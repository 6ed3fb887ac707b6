use std::collections::HashMap;
use std::sync::Arc;
use tokio::sync::RwLock;
use tracing::info;

use crate::ai::GeminiClient;
use crate::chapter_registry::Chapter;
use crate::command_index::{BasicCommandScanner, CommandEntry, CommandIndexView};
use crate::config::StudyConfig;
use crate::error::{Result, StudyError};
use crate::fingerprint::document_fingerprint;
use crate::key_items::{ExtractionMode, KeyItemsReport};
use crate::man_page::ManPageSummary;
use crate::parser::pdf_parser::PdfParser;
use crate::parser::DocumentParser;
use crate::session::{DocumentInfo, StudyServices, StudySession};
use crate::store::KeyValueStore;
use crate::summary::{SummaryMeta, SummaryRecord, SummaryRequest, SummaryResponse};

/// 文档库
///
/// 按文档 ID 管理已打开的会话，对外提供全部操作
pub struct Library {
    services: StudyServices,
    parser: Arc<dyn DocumentParser>,
    sessions: RwLock<HashMap<String, Arc<StudySession>>>,
}

impl Library {
    pub fn new(services: StudyServices, parser: Arc<dyn DocumentParser>) -> Self {
        Self {
            services,
            parser,
            sessions: RwLock::new(HashMap::new()),
        }
    }

    /// 使用默认实现创建文档库：PDF 解析器、Gemini 客户端、基础命令规则与系统手册页来源
    ///
    /// # 参数
    /// - `config`: 核心配置，Gemini API Key 从其指定的环境变量读取
    /// - `store`: 持久化存储
    pub fn with_defaults(config: StudyConfig, store: Arc<dyn KeyValueStore>) -> Result<Self> {
        config.validate()?;
        let client = Arc::new(GeminiClient::from_config(&config)?);
        let services = StudyServices::new(
            config,
            store,
            client.clone(),
            Some(client),
            Arc::new(BasicCommandScanner),
        );
        Ok(Self::new(services, Arc::new(PdfParser::default())))
    }

    /// 打开文档，返回文档 ID
    ///
    /// 同一文档已打开时直接返回已有会话的 ID
    pub async fn open_document(&self, bytes: Vec<u8>) -> Result<String> {
        let document_id = document_fingerprint(&bytes);
        if self.sessions.read().await.contains_key(&document_id) {
            return Ok(document_id);
        }

        let parser = self.parser.clone();
        let services = self.services.clone();
        // 解析是 CPU 密集的同步操作
        let session = tokio::task::spawn_blocking(move || StudySession::open(&bytes, parser.as_ref(), services))
            .await
            .map_err(|e| StudyError::Document(format!("解析任务异常退出: {}", e)))??;

        let mut sessions = self.sessions.write().await;
        sessions
            .entry(document_id.clone())
            .or_insert_with(|| Arc::new(session));
        Ok(document_id)
    }

    /// 关闭文档并写回存储
    pub async fn close_document(&self, document_id: &str) -> Result<()> {
        let session = self
            .sessions
            .write()
            .await
            .remove(document_id)
            .ok_or_else(|| StudyError::DocumentNotOpen(document_id.to_string()))?;
        session.flush().await?;
        info!("文档已关闭: {}", document_id);
        Ok(())
    }

    /// 已打开的文档
    pub async fn documents(&self) -> Vec<DocumentInfo> {
        self.sessions
            .read()
            .await
            .values()
            .map(|s| s.document().clone())
            .collect()
    }

    pub async fn session(&self, document_id: &str) -> Result<Arc<StudySession>> {
        self.sessions
            .read()
            .await
            .get(document_id)
            .cloned()
            .ok_or_else(|| StudyError::DocumentNotOpen(document_id.to_string()))
    }

    pub async fn get_chapters(&self, document_id: &str) -> Result<Vec<Chapter>> {
        Ok(self.session(document_id).await?.chapters().await)
    }

    pub async fn update_chapter_boundary(
        &self,
        document_id: &str,
        chapter_index: usize,
        start_page: u32,
        end_page: u32,
    ) -> Result<()> {
        self.session(document_id)
            .await?
            .update_chapter_boundary(chapter_index, start_page, end_page)
            .await
    }

    pub async fn verify_chapter(&self, document_id: &str, chapter_index: usize) -> Result<()> {
        self.session(document_id).await?.verify_chapter(chapter_index).await
    }

    pub async fn get_summary(&self, request: &SummaryRequest) -> Result<SummaryResponse> {
        self.session(&request.document_id).await?.get_summary(request).await
    }

    pub async fn get_summary_record(&self, document_id: &str, record_id: &str) -> Result<Option<SummaryRecord>> {
        self.session(document_id).await?.get_summary_record(record_id)
    }

    pub async fn list_cached_summaries(&self, document_id: &str) -> Result<Vec<SummaryMeta>> {
        self.session(document_id).await?.list_cached_summaries()
    }

    pub async fn extract_key_items(
        &self,
        document_id: &str,
        chapter_index: usize,
        mode: ExtractionMode,
    ) -> Result<KeyItemsReport> {
        self.session(document_id)
            .await?
            .extract_key_items(chapter_index, mode)
            .await
    }

    pub async fn get_command_index(&self, document_id: &str) -> Result<Vec<CommandEntry>> {
        Ok(self.session(document_id).await?.command_index().await)
    }

    /// 按首次出现章节组织的命令索引，并列出当前章节新引入的命令
    pub async fn get_command_index_view(&self, document_id: &str, chapter_index: usize) -> Result<CommandIndexView> {
        self.session(document_id)
            .await?
            .command_index_view(chapter_index)
            .await
    }

    /// 章节中可直接查询手册页的命令名
    pub async fn man_page_candidates(&self, document_id: &str, chapter_index: usize) -> Result<Vec<String>> {
        self.session(document_id)
            .await?
            .man_page_candidates(chapter_index)
            .await
    }

    /// 查询命令手册页并整理成参考卡片，与文档无关
    pub async fn lookup_man_page(&self, command: &str) -> Result<ManPageSummary> {
        self.services.man_pages.lookup(command).await
    }

    /// 已缓存的手册页摘要
    pub fn cached_man_pages(&self) -> Result<Vec<ManPageSummary>> {
        self.services.man_pages.cached()
    }

    pub async fn ask_question(&self, document_id: &str, chapter_index: usize, question: &str) -> Result<String> {
        self.session(document_id)
            .await?
            .ask_question(chapter_index, question)
            .await
    }

    /// 把所有已打开文档写回存储
    pub async fn flush_all(&self) -> Result<()> {
        let sessions: Vec<Arc<StudySession>> = self.sessions.read().await.values().cloned().collect();
        for session in sessions {
            session.flush().await?;
        }
        Ok(())
    }
}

Exercise: Repeat the data in full, keeping each word exactly as it is.

Response to the exercise:
repository 6ed3fb887ac707b6
use std::collections::HashMap;
use std::sync::Arc;
use tokio::sync::RwLock;
use tracing::info;

use crate::ai::GeminiClient;
use crate::chapter_registry::Chapter;
use crate::command_index::{BasicCommandScanner, CommandEntry, CommandIndexView};
use crate::config::StudyConfig;
use crate::error::{Result, StudyError};
use crate::fingerprint::document_fingerprint;
use crate::key_items::{ExtractionMode, KeyItemsReport};
use crate::man_page::ManPageSummary;
use crate::parser::pdf_parser::PdfParser;
use crate::parser::DocumentParser;
use crate::session::{DocumentInfo, StudyServices, StudySession};
use crate::store::KeyValueStore;
use crate::summary::{SummaryMeta, SummaryRecord, SummaryRequest, SummaryResponse};

/// 文档库
///
/// 按文档 ID 管理已打开的会话，对外提供全部操作
pub struct Library {
    services: StudyServices,
    parser: Arc<dyn DocumentParser>,
    sessions: RwLock<HashMap<String, Arc<StudySession>>>,
}

impl Library {
    pub fn new(services: StudyServices, parser: Arc<dyn DocumentParser>) -> Self {
        Self {
            services,
            parser,
            sessions: RwLock::new(HashMap::new()),
        }
    }

    /// 使用默认实现创建文档库：PDF 解析器、Gemini 客户端、基础命令规则与系统手册页来源
    ///
    /// # 参数
    /// - `config`: 核心配置，Gemini API Key 从其指定的环境变量读取
    /// - `store`: 持久化存储
    pub fn with_defaults(config: StudyConfig, store: Arc<dyn KeyValueStore>) -> Result<Self> {
        config.validate()?;
        let client = Arc::new(GeminiClient::from_config(&config)?);
        let services = StudyServices::new(
            config,
            store,
            client.clone(),
            Some(client),
            Arc::new(BasicCommandScanner),
        );
        Ok(Self::new(services, Arc::new(PdfParser::default())))
    }

    /// 打开文档，返回文档 ID
    ///
    /// 同一文档已打开时直接返回已有会话的 ID
    pub async fn open_document(&self, bytes: Vec<u8>) -> Result<String> {
        let document_id = document_fingerprint(&bytes);
        if self.sessions.read().await.contains_key(&document_id) {
            return Ok(document_id);
        }

        let parser = self.parser.clone();
        let services = self.services.clone();
        // 解析是 CPU 密集的同步操作
        let session = tokio::task::spawn_blocking(move || StudySession::open(&bytes, parser.as_ref(), services))
            .await
            .map_err(|e| StudyError::Document(format!("解析任务异常退出: {}", e)))??;

        let mut sessions = self.sessions.write().await;
        sessions
            .entry(document_id.clone())
            .or_insert_with(|| Arc::new(session));
        Ok(document_id)
    }

    /// 关闭文档并写回存储
    pub async fn close_document(&self, document_id: &str) -> Result<()> {
        let session = self
            .sessions
            .write()
            .await
            .remove(document_id)
            .ok_or_else(|| StudyError::DocumentNotOpen(document_id.to_string()))?;
        session.flush().await?;
        info!("文档已关闭: {}", document_id);
        Ok(())
    }

    /// 已打开的文档
    pub async fn documents(&self) -> Vec<DocumentInfo> {
        self.sessions
            .read()
            .await
            .values()
            .map(|s| s.document().clone())
            .collect()
    }

    pub async fn session(&self, document_id: &str) -> Result<Arc<StudySession>> {
        self.sessions
            .read()
            .await
            .get(document_id)
            .cloned()
            .ok_or_else(|| StudyError::DocumentNotOpen(document_id.to_string()))
    }

    pub async fn get_chapters(&self, document_id: &str) -> Result<Vec<Chapter>> {
        Ok(self.session(document_id).await?.chapters().await)
    }

    pub async fn update_chapter_boundary(
        &self,
        document_id: &str,
        chapter_index: usize,
        start_page: u32,
        end_page: u32,
    ) -> Result<()> {
        self.session(document_id)
            .await?
            .update_chapter_boundary(chapter_index, start_page, end_page)
            .await
    }

    pub async fn verify_chapter(&self, document_id: &str, chapter_index: usize) -> Result<()> {
        self.session(document_id).await?.verify_chapter(chapter_index).await
    }

    pub async fn get_summary(&self, request: &SummaryRequest) -> Result<SummaryResponse> {
        self.session(&request.document_id).await?.get_summary(request).await
    }

    pub async fn get_summary_record(&self, document_id: &str, record_id: &str) -> Result<Option<SummaryRecord>> {
        self.session(document_id).await?.get_summary_record(record_id)
    }

    pub async fn list_cached_summaries(&self, document_id: &str) -> Result<Vec<SummaryMeta>> {
        self.session(document_id).await?.list_cached_summaries()
    }

    pub async fn extract_key_items(
        &self,
        document_id: &str,
        chapter_index: usize,
        mode: ExtractionMode,
    ) -> Result<KeyItemsReport> {
        self.session(document_id)
            .await?
            .extract_key_items(chapter_index, mode)
            .await
    }

    pub async fn get_command_index(&self, document_id: &str) -> Result<Vec<CommandEntry>> {
        Ok(self.session(document_id).await?.command_index().await)
    }

    /// 按首次出现章节组织的命令索引，并列出当前章节新引入的命令
    pub async fn get_command_index_view(&self, document_id: &str, chapter_index: usize) -> Result<CommandIndexView> {
        self.session(document_id)
            .await?
            .command_index_view(chapter_index)
            .await
    }

    /// 章节中可直接查询手册页的命令名
    pub async fn man_page_candidates(&self, document_id: &str, chapter_index: usize) -> Result<Vec<String>> {
        self.session(document_id)
            .await?
            .man_page_candidates(chapter_index)
            .await
    }

    /// 查询命令手册页并整理成参考卡片，与文档无关
    pub async fn lookup_man_page(&self, command: &str) -> Result<ManPageSummary> {
        self.services.man_pages.lookup(command).await
    }

    /// 已缓存的手册页摘要
    pub fn cached_man_pages(&self) -> Result<Vec<ManPageSummary>> {
        self.services.man_pages.cached()
    }

    pub async fn ask_question(&self, document_id: &str, chapter_index: usize, question: &str) -> Result<String> {
        self.session(document_id)
            .await?
            .ask_question(chapter_index, question)
            .await
    }

    /// 把所有已打开文档写回存储
    pub async fn flush_all(&self) -> Result<()> {
        let sessions: Vec<Arc<StudySession>> = self.sessions.read().await.values().cloned().collect();
        for session in sessions {
            session.flush().await?;
        }
        Ok(())
    }
}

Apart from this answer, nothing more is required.